The European Central Bank says it is going to buy the bonds of the debt-ridden countries in the euro currency union in hopes of easing their borrowing costs.
The bank set no limit Thursday on the volume of the bonds it plans to buy, Europe's latest effort to resolve the three-year debt crisis. The bank also kept its benchmark lending rate unchanged at three-quarters of one percent as the 17-nation eurozone economy continues to contract.
European and U.S. stock markets moved sharply higher after the central bank announced its bond-buying program.
Bank chief Mario Draghi said the bond purchases are aimed at ending sharp swings in interest rates for financially troubled countries, such as Spain and Italy, as they sell their bonds on world financial markets. The central bank hopes that its purchases of notes will not only stabilize the rates, but reduce them.
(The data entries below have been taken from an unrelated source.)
use anyhow::bail;
use crate::{
    config::{Config, SeekMode},
    mdns,
    Result,
    transport::DEFAULT_PORT,
    util::named,
};
use std::{
    net::{IpAddr, SocketAddr},
    path::PathBuf,
    time::Duration,
};

/// Which device to play on. Exactly one option is required.
#[derive(clap::Args, Clone, Debug)]
#[group(id = "target", multiple = false, required = true)]
pub struct TargetArgs {
    /// The first device to answer an mDNS query.
    #[arg(long)]
    pub mdns_first: bool,

    /// The device with this friendly name, e.g. "Living Room".
    #[arg(long)]
    pub mdns_display_name: Option<String>,

    /// The device with this mDNS `id`.
    #[arg(long)]
    pub mdns_id: Option<String>,

    /// Device IP address, connecting on port 8009.
    #[arg(long, value_name = "IP")]
    pub ip: Option<IpAddr>,

    /// Device IP address and port.
    #[arg(long, value_name = "IP:PORT")]
    pub addr: Option<SocketAddr>,
}

#[derive(Clone, Debug)]
pub enum Target {
    Mdns(mdns::Target),
    SocketAddr(SocketAddr),
}

/// Playback options that map onto `Config`.
#[derive(clap::Args, Clone, Debug)]
pub struct PlayerArgs {
    /// Receiver application to launch.
    #[arg(long, default_value = crate::config::app::DEFAULT_MEDIA_RECEIVER)]
    pub app_id: String,

    #[arg(long, value_enum, default_value_t = SeekMode::default())]
    pub seek_mode: SeekMode,

    /// Status poll interval in milliseconds. 0 disables polling.
    #[arg(long, default_value_t = 2000)]
    pub poll_ms: u64,

    /// Seconds to wait for the receiver application to start.
    #[arg(long, default_value_t = 10)]
    pub launch_timeout_secs: u64,
}

/// Where the playlist comes from: URLs on the command line, a playlist file, or both.
#[derive(clap::Args, Clone, Debug)]
pub struct PlaylistArgs {
    /// File with one URL per line. Blank lines are skipped.
    #[arg(long, value_name = "FILE")]
    pub playlist: Option<PathBuf>,

    /// Media URLs, played in order before any playlist file entries.
    #[arg(value_name = "URL")]
    pub urls: Vec<String>,
}

impl TargetArgs {
    /// The one target given. clap enforces exactly one when parsing process arguments.
    pub fn to_target(&self) -> Result<Target> {
        let target = match (self.addr, self.ip) {
            (Some(addr), _) => Target::SocketAddr(addr),
            (None, Some(ip)) => Target::SocketAddr(SocketAddr::from((ip, DEFAULT_PORT))),
            (None, None) => Target::Mdns(
                match (self.mdns_first, &self.mdns_display_name, &self.mdns_id) {
                    (true, _, _) => mdns::Target::First,
                    (false, Some(name), _) => mdns::Target::DisplayName(name.clone()),
                    (false, None, Some(id)) => mdns::Target::Id(id.clone()),
                    (false, None, None) =>
                        bail!("TargetArgs::to_target: no target given\n\
                               _ args = {self:?}"),
                }),
        };

        Ok(target)
    }

    pub async fn resolve_to_socket_addr(&self) -> Result<SocketAddr> {
        self.to_target()?.resolve().await
    }
}

impl Target {
    /// Socket address to connect to, browsing mDNS when needed.
    #[named]
    pub async fn resolve(&self) -> Result<SocketAddr> {
        match self {
            Target::SocketAddr(addr) => Ok(*addr),
            Target::Mdns(target) => {
                let device = mdns::resolve_target(target, mdns::DEFAULT_RESOLVE_TIMEOUT).await?;
                tracing::info!(target: method_path!("Target"),
                               ?device,
                               "resolved device");
                Ok(device.addr)
            },
        }
    }
}

impl PlayerArgs {
    pub fn to_config(&self) -> Config {
        Config {
            app_id: self.app_id.clone(),
            launch_timeout: Duration::from_secs(self.launch_timeout_secs),
            seek_mode: self.seek_mode,
            status_poll_interval: Duration::from_millis(self.poll_ms),
            ..Config::default()
        }
    }
}

impl PlaylistArgs {
    pub fn is_empty(&self) -> bool {
        self.playlist.is_none() && self.urls.is_empty()
    }
}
Draghi attributed the volatility of the European government bond market to “unfounded fears on the part of investors of the reversibility of the euro.” But he said the bank will do whatever it can to make sure the use of the euro does not end.
“We will do whatever it takes within our mandate, within our mandate to have a single monetary policy in the euro area and to maintain price stability in the euro area and to preserve the euro, and we say that the euro is irreversible.”
Although the central bank said there is no limit on the amount of national bonds it may purchase, the governments selling them must agree to repay those notes within three years.
Greece, Ireland and Portugal already have been forced to secure international bailouts, and similar assistance has been extended to Spain's beleaguered banks.
In Greek capital of Athens Thursday, about 4,000 police, coast guard and firefighters continued their protest against planned salary cuts, which are part of a large new austerity package. The cost-cutting measures are a condition imposed on Greece by international creditors in exchange for a new loan to save it from defaulting on its huge debt.
The protesters marched through Athens shouting slogans against the European Union, International Monetary Fund and the European Central Bank.